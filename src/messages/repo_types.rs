use serde::Serialize;
use sqlx::FromRow;
use time::OffsetDateTime;
use uuid::Uuid;

/// Conversation between two users, optionally about one shipment.
/// Participants are stored in ascending id order.
#[derive(Debug, Clone, Serialize, FromRow)]
pub struct MessageThread {
    pub id: Uuid,
    pub shipment_id: Option<Uuid>,
    pub participant1_id: Uuid,
    pub participant2_id: Uuid,
    #[serde(with = "time::serde::rfc3339")]
    pub created_at: OffsetDateTime,
    #[serde(with = "time::serde::rfc3339")]
    pub updated_at: OffsetDateTime,
}

/// Thread row as listed in a user's inbox.
#[derive(Debug, Clone, Serialize, FromRow)]
pub struct ThreadSummary {
    pub id: Uuid,
    pub shipment_id: Option<Uuid>,
    pub participant1_id: Uuid,
    pub participant2_id: Uuid,
    pub last_message: Option<String>,
    pub unread_count: i64,
    #[serde(with = "time::serde::rfc3339")]
    pub updated_at: OffsetDateTime,
}

#[derive(Debug, Clone, Serialize, FromRow)]
pub struct Message {
    pub id: Uuid,
    pub thread_id: Uuid,
    pub shipment_id: Option<Uuid>,
    pub sender_id: Uuid,
    pub receiver_id: Uuid,
    pub text: String,
    pub is_read: bool,
    #[serde(with = "time::serde::rfc3339")]
    pub created_at: OffsetDateTime,
}
use serde::Deserialize;
use uuid::Uuid;

use crate::users::repo_types::UserRole;

use super::notifier::Rendered;

const KINDS: [&str; 4] = ["INFO", "SUCCESS", "WARNING", "ERROR"];

/// Who receives an admin broadcast.
#[derive(Debug, Clone, PartialEq, Eq, Deserialize)]
#[serde(tag = "target_type", rename_all = "SCREAMING_SNAKE_CASE")]
pub enum BroadcastTarget {
    All,
    Role { roles: Vec<UserRole> },
    Users { user_ids: Vec<Uuid> },
    /// Pickers who carried a shipment from or to the location.
    LocationHistory { location: String },
}

#[derive(Debug, Deserialize)]
pub struct BroadcastRequest {
    pub title: String,
    pub message: String,
    #[serde(default = "default_kind", alias = "type")]
    pub kind: String,
    pub link: Option<String>,
    #[serde(flatten)]
    pub target: BroadcastTarget,
}

fn default_kind() -> String {
    "INFO".into()
}

/// Checks a broadcast and renders the notification every target receives.
pub(crate) fn validate_broadcast(req: &BroadcastRequest) -> Result<Rendered, String> {
    let title = req.title.trim();
    let message = req.message.trim();
    if title.is_empty() || message.is_empty() {
        return Err("title and message are required".into());
    }
    let wanted = req.kind.trim().to_uppercase();
    let kind = KINDS
        .into_iter()
        .find(|k| *k == wanted)
        .ok_or_else(|| format!("kind must be one of {}", KINDS.join(", ")))?;

    match &req.target {
        BroadcastTarget::All => {}
        BroadcastTarget::Role { roles } if roles.is_empty() => {
            return Err("roles must not be empty".into())
        }
        BroadcastTarget::Users { user_ids } if user_ids.is_empty() => {
            return Err("user_ids must not be empty".into())
        }
        BroadcastTarget::LocationHistory { location } if location.trim().is_empty() => {
            return Err("location is required".into())
        }
        _ => {}
    }

    Ok(Rendered {
        title: title.to_string(),
        message: message.to_string(),
        kind,
        link: req.link.clone().filter(|l| !l.trim().is_empty()),
    })
}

# # # # #

About this task: Provide only the number of lines in the entries that hold the word "required".

Answer space: 2